Duke Dining hosted the picnic in August to welcome about 3,000 first-year students and their families to campus. The event showed off Duke Dining’s commitment to sustainability, from watermelons grown at Duke Campus Farm to utensils made with cornstarch.

“We want to establish from the beginning of your time here that sustainability is embedded within Duke,” said Marcus Carson, assistant director of sustainability and quality assurance manager for Duke Dining.   

Procuring food

Guests at the Zero Waste Picnic pick slices of Orangeglo watermelon grown at Duke Campus Farm.
For Carson, there’s nothing better than a snack of fresh watermelon from Duke Campus Farm. 

“It tastes so juicy and fresh,” Carson said. “Produce really tastes better when love and care go into it.”

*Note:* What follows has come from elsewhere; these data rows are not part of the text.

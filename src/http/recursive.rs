//! Recursive-call guard.
//!
//! A request whose target is the proxy's own listening address would make the
//! proxy forward to itself without end. Such requests are answered here and
//! never reach the main handler.

use std::net::IpAddr;
use std::sync::Arc;

use crate::http::request::{DecodedRequest, Target};
use crate::http::response;
use crate::net::context::ServerConfig;
use crate::observability::metrics;
use crate::pipeline::stage::StageOutcome;

#[derive(Debug, Clone)]
pub struct RecursiveGuard {
    server_config: Arc<ServerConfig>,
}

impl RecursiveGuard {
    pub fn new(server_config: Arc<ServerConfig>) -> Self {
        Self { server_config }
    }

    pub fn process<B>(&self, request: DecodedRequest<B>) -> StageOutcome<B> {
        match request.target() {
            Some(target) if self.is_recursive(&target) => {
                tracing::warn!(
                    target = %target,
                    method = %request.method(),
                    "Recursive request to the proxy rejected"
                );
                metrics::record_recursive_request();
                StageOutcome::Respond(response::recursive_request())
            }
            _ => StageOutcome::Forward(request),
        }
    }

    /// Whether `target` designates the address this server is bound to.
    pub fn is_recursive(&self, target: &Target) -> bool {
        let Some(bound) = self.server_config.address() else {
            return false;
        };
        if target.port() != bound.port() {
            return false;
        }

        let host = target
            .host()
            .trim_start_matches('[')
            .trim_end_matches(']');
        let bound_ip = bound.ip();
        match host.parse::<IpAddr>() {
            Ok(ip) => {
                ip == bound_ip
                    || (bound_ip.is_unspecified()
                        && (ip.is_loopback() || self.server_config.is_interface_address(ip)))
            }
            Err(_) => {
                host.eq_ignore_ascii_case("localhost")
                    && (bound_ip.is_loopback() || bound_ip.is_unspecified())
            }
        }
    }
}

Duke Campus Farm on Friends School Road in Durham is one of 10 local suppliers for Duke Dining, whose procurement practices earned the department a gold award from the National Association of College and University Food Services in 2017.  

In 2017-18, 28 percent of all of food purchases were local, meaning the food was grown within 250 miles, and 100 percent of coffee purchases were Fair Trade. 

Putting plants first

 Sprout is a vegan-friendly eatery in the Brodhead Center. Photo courtesy of Duke Dining.
Having lunch at Duke is always on Sue Wasiolek’s must-do list with visitors. 

Wasiolek, who stopped eating meat in 1975, loves the cauliflower and pimento salad at Sprout, a vegan-friendly eatery in the Brodhead Center. She enjoys the Marketplace on East Campus, especially for its salad bar. 

“I find no matter where I go around campus there are vegetarian and vegan options,” said Wasiolek, associate vice president and dean of students. 

In the past decade, Duke Dining has added more “plant forward” options such as vegetable moussaka, lentil soup and an extensive salad bar at the Marketplace as sustainable alternatives to animal proteins. 

Eliminating waste

Tani Colbert-Sangree assists guests in composting and recycling their leftovers, utensils and plates at the Zero Waste Picnic.
Duke Dining banned disposable plastics from all 34 campus venues in July. 

The decision requires all eateries to no longer carry single-use plastic carryout bags, plastic hot and cold beverage cups, plastic straws and plastic utensils. Dining venues will use paper bags and utensils, straws and drinkware made from Polylactic acid, a biodegradable plant-based substance.

Duke Dining’s next project is reducing waste from single-use takeout containers. A pilot program is underway for reusable containers for students. 

“We want everything we’re producing to be compostable, recyclable or reusable,” Carson said. “We’re making a step toward keeping our world cleaner.”